Четыре года — много это или мало? Лев Толстой говорил, что первые пять. лет дали ему столько же, сколько остальная жизнь. С не меньшим основанием мог бы сказать это о своих зрячих годах Ерошенко. Стоило ли стремиться слепому в Японию, Бирму или на Чукотку, если он не в силах представить себе величие Фудзиямы, красоту пагод Моулмейна, белое безмолвие Заполярья? Ерошенко мог, его воображению было за что зацепиться: здесь и холмы Белгородщины, и ее снежные зимы.
Он знал не только тьму, но и свет. Однако, замечает поэт, ночь вселила в его душу боль и робость. И наверное, вся его жизнь — это прежде всего преодоление и того и другого.
Василек успел увидеть: мир вокруг большой, а сам он маленький.
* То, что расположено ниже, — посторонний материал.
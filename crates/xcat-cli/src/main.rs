//! Xcat CLI - pay-per-use crawl tasks over MCP
//!
//! Usage:
//!   xcat tools                  List the Xcatcher tools the server exposes
//!   xcat balance                Show the account view (points balance)
//!   xcat run                    Create a task, paying if asked, and download the result
//!   xcat status <task_id>       Check a task once
//!   xcat download <task_id>     Download the result of an existing task
//!   xcat cancel <task_id>       Cancel a task

use anyhow::{Context, Result};
use async_trait::async_trait;
use clap::error::ErrorKind;
use clap::{Args, Parser, Subcommand};
use serde_json::{json, Value};
use std::io::{BufRead, Write};
use std::path::PathBuf;
use std::sync::Arc;
use tracing::{info, Level};
use tracing_subscriber::FmtSubscriber;
use xcat_agent::{normalize_output, ClientInfo, McpClient, RestClient, ToolCatalog, Toolset};
use xcat_core::config::parse_users;
use xcat_core::fail_open::fail_open;
use xcat_core::{tool_names, IdempotencyKey, Network, TaskId, XcatConfig, XcatError};
use xcat_orchestrator::{
    EvidencePrompt, Handshake, HandshakeObserver, PaymentChallenge, MIN_TOPUP_USDC,
};

#[derive(Parser)]
#[command(name = "xcat")]
#[command(author, version, about = "Xcatcher crawl tasks with x402 top-up")]
struct Cli {
    /// Enable verbose logging
    #[arg(short, long, global = true)]
    verbose: bool,

    #[command(flatten)]
    overrides: Overrides,

    #[command(subcommand)]
    command: Commands,
}

/// Flags applied on top of the config file and environment
#[derive(Args, Debug, Default)]
struct Overrides {
    /// Config file (defaults to .xcat/config.toml when present)
    #[arg(long, global = true, value_name = "FILE")]
    config: Option<PathBuf>,

    /// Service base URL
    #[arg(long, global = true)]
    base: Option<String>,

    /// Crawl mode
    #[arg(long, global = true)]
    mode: Option<String>,

    /// Comma separated account handles
    #[arg(long, global = true)]
    users: Option<String>,

    /// Idempotency key for task creation
    #[arg(long, global = true)]
    idempotency_key: Option<String>,

    /// Settlement network (base or solana)
    #[arg(long, global = true)]
    network: Option<String>,

    /// Base transaction hash proving the top-up payment
    #[arg(long, global = true)]
    tx_hash: Option<String>,

    /// Solana signature proving the top-up payment
    #[arg(long, global = true)]
    signature: Option<String>,

    /// Directory for downloaded results
    #[arg(long, global = true)]
    output_dir: Option<PathBuf>,

    /// Milliseconds between status polls
    #[arg(long, global = true)]
    poll_interval_ms: Option<u64>,

    /// Milliseconds to wait for a result before giving up
    #[arg(long, global = true)]
    poll_timeout_ms: Option<u64>,
}

#[derive(Subcommand)]
enum Commands {
    /// List the Xcatcher tools the server exposes
    Tools,

    /// Show the account view (points balance)
    Balance,

    /// Create a crawl task, top up if payment is required, wait and download
    Run,

    /// Check a task once
    Status {
        /// Task ID
        task_id: TaskId,
    },

    /// Download the result of an existing task
    Download {
        /// Task ID
        task_id: TaskId,
    },

    /// Cancel a task
    Cancel {
        /// Task ID
        task_id: TaskId,
    },
}

/// Exit code for command line usage errors (EX_USAGE)
const USAGE_EXIT_CODE: i32 = 64;

#[tokio::main]
async fn main() {
    let cli = match Cli::try_parse() {
        Ok(cli) => cli,
        Err(err) => {
            let _ = err.print();
            std::process::exit(usage_exit_code(&err));
        }
    };

    if let Err(err) = run(cli).await {
        eprintln!("ERROR: {:#}", err);
        let code = err
            .downcast_ref::<XcatError>()
            .map(XcatError::exit_code)
            .unwrap_or(1);
        std::process::exit(code);
    }
}

/// Help and version requests are not failures
fn usage_exit_code(err: &clap::Error) -> i32 {
    match err.kind() {
        ErrorKind::DisplayHelp | ErrorKind::DisplayVersion => 0,
        _ => USAGE_EXIT_CODE,
    }
}

async fn run(cli: Cli) -> Result<()> {
    // Setup logging; stdout is reserved for JSON output
    let level = if cli.verbose { Level::DEBUG } else { Level::INFO };
    let subscriber = FmtSubscriber::builder()
        .with_max_level(level)
        .with_target(false)
        .with_writer(std::io::stderr)
        .finish();
    tracing::subscriber::set_global_default(subscriber)?;

    let config = load_config(cli.overrides)?;

    match cli.command {
        Commands::Tools => cmd_tools(&config).await,
        Commands::Balance => cmd_balance(&config).await,
        Commands::Run => cmd_run(config).await,
        Commands::Status { task_id } => {
            cmd_call_once(&config, tool_names::GET_TASK_STATUS, task_id).await
        }
        Commands::Download { task_id } => cmd_download(config, task_id).await,
        Commands::Cancel { task_id } => {
            cmd_call_once(&config, tool_names::CANCEL_TASK, task_id).await
        }
    }
}

fn load_config(overrides: Overrides) -> Result<XcatConfig> {
    let mut config = XcatConfig::load(overrides.config.as_deref())?;

    if let Some(base) = overrides.base {
        config.base_url = base.trim_end_matches('/').to_string();
    }
    if let Some(mode) = overrides.mode {
        config.mode = mode.to_lowercase();
    }
    if let Some(users) = overrides.users {
        let users = parse_users(&users);
        if !users.is_empty() {
            config.users = users;
        }
    }
    if let Some(key) = overrides.idempotency_key {
        config.idempotency_key = Some(IdempotencyKey::new(key));
    }
    if let Some(network) = overrides.network {
        config.network = network.to_lowercase();
    }
    if let Some(tx_hash) = overrides.tx_hash {
        config.tx_hash = Some(tx_hash);
    }
    if let Some(signature) = overrides.signature {
        config.signature = Some(signature);
    }
    if let Some(output_dir) = overrides.output_dir {
        config.output_dir = output_dir;
    }
    if let Some(interval_ms) = overrides.poll_interval_ms {
        config.polling.interval_ms = interval_ms;
    }
    if let Some(timeout_ms) = overrides.poll_timeout_ms {
        config.polling.timeout_ms = timeout_ms;
    }

    config.validate()?;
    Ok(config)
}

async fn connect(config: &XcatConfig) -> Result<McpClient> {
    let client = McpClient::connect_with(&config.mcp_url(), &config.api_key, client_info())
        .await
        .with_context(|| format!("Failed to open MCP session at {}", config.mcp_url()))?;
    info!(
        "Connected to {} {}",
        client.server_info().name,
        client.server_info().version
    );
    Ok(client)
}

/// Identity announced in `initialize`
fn client_info() -> ClientInfo {
    ClientInfo {
        name: "xcat".to_string(),
        version: env!("CARGO_PKG_VERSION").to_string(),
    }
}

fn print_json(label: &str, value: &impl serde::Serialize) -> Result<()> {
    println!("{}:", label);
    println!("{}", serde_json::to_string_pretty(value)?);
    Ok(())
}

async fn cmd_tools(config: &XcatConfig) -> Result<()> {
    let client = connect(config).await?;
    let listed = client.list_tools().await;
    fail_open("toolset.close", || client.close()).await;

    let catalog = ToolCatalog::from_tools(&listed?);
    if catalog.is_empty() {
        return Err(XcatError::NoTools.into());
    }
    for name in catalog.names() {
        println!("{}", name);
    }
    Ok(())
}

async fn cmd_balance(config: &XcatConfig) -> Result<()> {
    let rest = RestClient::new(&config.api_key)?;
    let me = rest.me(&config.me_url()).await?;
    print_json("BALANCE", &me)
}

async fn cmd_run(config: XcatConfig) -> Result<()> {
    println!("NOTES:");
    println!("  - minimum top-up is {} USDC", MIN_TOPUP_USDC);
    println!("  - payTo is quote-specific; always pay the address in the current quote");
    println!("  - mode={} users={}", config.mode, config.users.join(","));

    let rest = RestClient::new(&config.api_key)?;
    let me_url = config.me_url();
    if let Some(me) = fail_open("balance", || rest.me(&me_url)).await {
        print_json("BALANCE", &me)?;
    }

    let client = connect(&config).await?;
    let report = Handshake::new(
        config,
        Arc::new(client),
        Arc::new(rest),
        Arc::new(StdinPrompt),
    )
    .with_observer(Arc::new(PrintObserver))
    .run()
    .await?;

    print_json("DONE", &report)
}

async fn cmd_call_once(config: &XcatConfig, tool: &str, task_id: TaskId) -> Result<()> {
    let client = connect(config).await?;
    let response = client
        .call_tool(tool, json!({ "task_id": task_id }))
        .await;
    fail_open("toolset.close", || client.close()).await;

    print_json(tool, &normalize_output(&response?))
}

async fn cmd_download(config: XcatConfig, task_id: TaskId) -> Result<()> {
    let rest = RestClient::new(&config.api_key)?;
    let client = connect(&config).await?;
    let report = Handshake::new(
        config,
        Arc::new(client),
        Arc::new(rest),
        Arc::new(StdinPrompt),
    )
    .with_observer(Arc::new(PrintObserver))
    .resume_download(task_id)
    .await?;

    print_json("DONE", &report)
}

/// Reads payment evidence from stdin
struct StdinPrompt;

#[async_trait]
impl EvidencePrompt for StdinPrompt {
    async fn evidence(
        &self,
        network: Network,
        _challenge: &PaymentChallenge,
    ) -> xcat_core::Result<String> {
        let prompt = network.evidence_prompt();
        tokio::task::spawn_blocking(move || {
            print!("{}", prompt);
            std::io::stdout().flush()?;

            let mut line = String::new();
            let read = std::io::stdin().lock().read_line(&mut line)?;
            if read == 0 {
                return Err(XcatError::Other("stdin closed".to_string()));
            }
            Ok(line.trim().to_string())
        })
        .await
        .map_err(|e| XcatError::Other(format!("prompt task failed: {}", e)))?
    }
}

/// Prints each handshake step to stdout
struct PrintObserver;

impl PrintObserver {
    fn print(label: &str, value: &Value) {
        let text = serde_json::to_string_pretty(value).unwrap_or_else(|_| value.to_string());
        println!("{}:\n{}", label, text);
    }
}

impl HandshakeObserver for PrintObserver {
    fn on_tools(&self, names: &[String]) {
        println!("TOOLS: {}", names.join(", "));
    }

    fn on_idempotency_key(&self, key: &IdempotencyKey) {
        println!("IDEMPOTENCY_KEY: {}", key);
    }

    fn on_response(&self, tool: &str, response: &Value) {
        Self::print(&tool.to_uppercase(), response);
    }

    fn on_challenge(&self, challenge: &PaymentChallenge) {
        Self::print("PAYMENT_REQUIRED", &challenge.summary());
    }

    fn on_saved(&self, task_id: TaskId, bytes: u64) {
        println!("SAVED: task {} ({} bytes)", task_id, bytes);
    }
}

#[cfg(test)]
mod tests {
    use super::*;

    #[test]
    fn test_cli_parses_global_flags_after_subcommand() {
        let cli = Cli::try_parse_from([
            "xcat",
            "status",
            "42",
            "--network",
            "solana",
            "--poll-interval-ms",
            "100",
            "-v",
        ])
        .unwrap();

        assert!(cli.verbose);
        assert_eq!(cli.overrides.network.as_deref(), Some("solana"));
        assert_eq!(cli.overrides.poll_interval_ms, Some(100));
        assert!(matches!(cli.command, Commands::Status { task_id } if task_id == TaskId(42)));
    }

    #[test]
    fn test_cli_rejects_bad_task_id() {
        assert!(Cli::try_parse_from(["xcat", "download", "abc"]).is_err());
        assert!(Cli::try_parse_from(["xcat", "cancel", "0"]).is_err());
    }

    #[test]
    fn test_cli_run_without_flags() {
        let cli = Cli::try_parse_from(["xcat", "run"]).unwrap();
        assert!(!cli.verbose);
        assert!(cli.overrides.config.is_none());
        assert!(matches!(cli.command, Commands::Run));
    }

    #[test]
    fn test_missing_api_key_exit_code() {
        let err: anyhow::Error = XcatError::MissingApiKey.into();
        let code = err
            .downcast_ref::<XcatError>()
            .map(XcatError::exit_code)
            .unwrap_or(1);
        assert_eq!(code, 2);
    }

    #[test]
    fn test_usage_errors_have_their_own_exit_code() {
        let unknown = Cli::try_parse_from(["xcat", "bogus"]).err().unwrap();
        assert_eq!(usage_exit_code(&unknown), 64);
        assert_ne!(usage_exit_code(&unknown), XcatError::MissingApiKey.exit_code());

        let bad_id = Cli::try_parse_from(["xcat", "status", "abc"]).err().unwrap();
        assert_eq!(usage_exit_code(&bad_id), 64);
    }

    #[test]
    fn test_help_and_version_exit_zero() {
        for args in [["xcat", "--help"], ["xcat", "--version"], ["xcat", "help"]] {
            let err = Cli::try_parse_from(args).err().unwrap();
            assert_eq!(usage_exit_code(&err), 0, "{:?}", args);
        }
    }

    #[test]
    fn test_client_info_names_the_cli() {
        let info = client_info();
        assert_eq!(info.name, "xcat");
        assert_eq!(info.version, env!("CARGO_PKG_VERSION"));
    }
}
А тут на него навалилась тьма. Привычные вещи били его, ставили подножки. Надо было заново, на ощупь осваивать мир, вначале комнату — стул, стол, кровать, печку, потом деревню, ближний лес. Вскоре он знал на память все тропинки, выработал у себя независимую, «зрячую» походку и очень гордился, когда прохожие спрашивали у него дорогу.
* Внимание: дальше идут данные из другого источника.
//! x402 payment challenge decoding and payment proof building
//!
//! A `PAYMENT_REQUIRED` failure carries the challenge in `error.details`,
//! either already decoded (`payment_required`) or as base64 JSON
//! (`payment_required_b64`). The proof sent back to `x402_topup` is base64
//! of compact JSON.

use base64::alphabet;
use base64::engine::general_purpose::{GeneralPurpose, GeneralPurposeConfig, STANDARD};
use base64::engine::DecodePaddingMode;
use base64::Engine as _;
use serde::{Deserialize, Serialize};
use serde_json::{json, Map, Number, Value};
use xcat_core::{HandshakeFailure, Network};

/// Smallest top-up the service accepts, in USDC
pub const MIN_TOPUP_USDC: &str = "0.50";

/// x402 protocol version spoken by the proof
pub const X402_VERSION: u8 = 1;

/// Accepts padded and unpadded input
const LENIENT_B64: GeneralPurpose = GeneralPurpose::new(
    &alphabet::STANDARD,
    GeneralPurposeConfig::new().with_decode_padding_mode(DecodePaddingMode::Indifferent),
);

/// Unpaid quote the service wants settled before creating the task
#[derive(Debug, Clone, PartialEq, Serialize, Deserialize)]
pub struct PaymentChallenge {
    pub quote_id: String,
    #[serde(default, skip_serializing_if = "Option::is_none")]
    pub expires_in: Option<Number>,
    #[serde(default, skip_serializing_if = "Option::is_none")]
    pub task_cost_points: Option<Number>,
    #[serde(default, skip_serializing_if = "Option::is_none")]
    pub balance_points: Option<Number>,
    /// Per-network payment target (payTo, amount, asset), opaque here
    #[serde(default)]
    pub accepts: Map<String, Value>,
}

impl PaymentChallenge {
    /// Payment target advertised for `network`, if any
    pub fn target(&self, network: Network) -> Option<&Value> {
        self.accepts.get(&network.to_string())
    }

    /// Short summary shown to the user before paying
    pub fn summary(&self) -> Value {
        json!({
            "quote_id": self.quote_id,
            "expires_in": self.expires_in,
            "task_cost_points": self.task_cost_points,
            "balance_points": self.balance_points,
            "minimum_topup_usdc": MIN_TOPUP_USDC,
            "base": self.target(Network::Base),
            "solana": self.target(Network::Solana),
        })
    }
}

/// Decode the raw challenge object out of `error.details`
///
/// An undecodable payload is not an error here: it comes back as
/// `{"_raw": <text>}` and fails later in [`extract_challenge`].
pub fn decode_challenge(details: &Map<String, Value>) -> Result<Value, HandshakeFailure> {
    if let Some(decoded) = details.get("payment_required").filter(|v| v.is_object()) {
        return Ok(decoded.clone());
    }

    let encoded = details
        .get("payment_required_b64")
        .and_then(Value::as_str)
        .map(str::trim)
        .filter(|s| !s.is_empty())
        .ok_or(HandshakeFailure::MissingChallenge)?;

    Ok(decode_challenge_b64(encoded))
}

/// Base64 -> UTF-8 (lossy) -> JSON object, or the `_raw` fallback
pub fn decode_challenge_b64(encoded: &str) -> Value {
    let text = match LENIENT_B64.decode(encoded) {
        Ok(bytes) => String::from_utf8_lossy(&bytes).into_owned(),
        Err(e) => {
            tracing::warn!("payment_required_b64 is not valid base64: {}", e);
            encoded.to_string()
        }
    };

    match serde_json::from_str::<Value>(&text) {
        Ok(obj @ Value::Object(_)) => obj,
        _ => json!({ "_raw": text }),
    }
}

/// Pull the fields needed to pay and retry out of a decoded challenge
pub fn extract_challenge(decoded: &Value) -> Result<PaymentChallenge, HandshakeFailure> {
    let quote_id = decoded
        .get("quote_id")
        .and_then(Value::as_str)
        .map(str::trim)
        .filter(|q| !q.is_empty())
        .ok_or(HandshakeFailure::MissingQuote)?;

    let number = |key: &str| match decoded.get(key) {
        Some(Value::Number(n)) => Some(n.clone()),
        _ => None,
    };

    Ok(PaymentChallenge {
        quote_id: quote_id.to_string(),
        expires_in: number("expires_in"),
        task_cost_points: number("task_cost_points"),
        balance_points: number("balance_points"),
        accepts: decoded
            .get("accepts")
            .and_then(Value::as_object)
            .cloned()
            .unwrap_or_default(),
    })
}

/// Proof of an on-chain payment, in x402 "exact" scheme form
#[derive(Debug, Clone, PartialEq, Eq)]
pub struct PaymentProof {
    pub network: Network,
    /// Transaction hash (base) or signature (solana), taken verbatim
    pub evidence: String,
}

impl PaymentProof {
    pub fn new(network: Network, evidence: impl Into<String>) -> Self {
        Self {
            network,
            evidence: evidence.into(),
        }
    }

    pub fn to_json(&self) -> Value {
        let mut payload = Map::new();
        payload.insert(
            self.network.evidence_key().to_string(),
            Value::String(self.evidence.clone()),
        );
        json!({
            "x402Version": X402_VERSION,
            "scheme": "exact",
            "network": self.network.chain_id(),
            "payload": payload,
        })
    }

    /// Value for the `payment_signature_b64` argument of `x402_topup`
    pub fn encode(&self) -> String {
        STANDARD.encode(self.to_json().to_string())
    }
}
Париж, Токио, Чукотка — все это еще далеко. Будущий путешественник мечтает жить среди природы, пока среди родной. Позже, с завистью рассказывая о слепом американском натуралисте Хауксе, Ерошенко писал: «Мог ли я мечтать о чем-то похожем для себя? Живи я, как он, в лесном доме, в окружении близких... Но я тоскую вдали от лесов и полей, провожу жизнь в духоте гигантских городов — Токио, Лондона, Москвы. Где уж тут пробиться сквозь грохот тихому пению звезд и приобщить меня к таинствам природы!»
Что же не дало ему остаться дома?
А что в крестьянском хозяйстве слепой мальчик? Обуза, лишний рот. Разве что стоять с протянутой рукой на паперти.
Однажды он заслушался пением кобзаря — о краях заморских, о походах казаков в Туретчину. В самое сердце запала песня: мир велик, уйти отсюда, уйти.
— Пойдем со мной, хлопчику, все узнаешь. — Кобзарь погладил его русые кудри. — Що ты маешь здесь робыть, слипенький? Пойдем, и маты тэбэ видпустить.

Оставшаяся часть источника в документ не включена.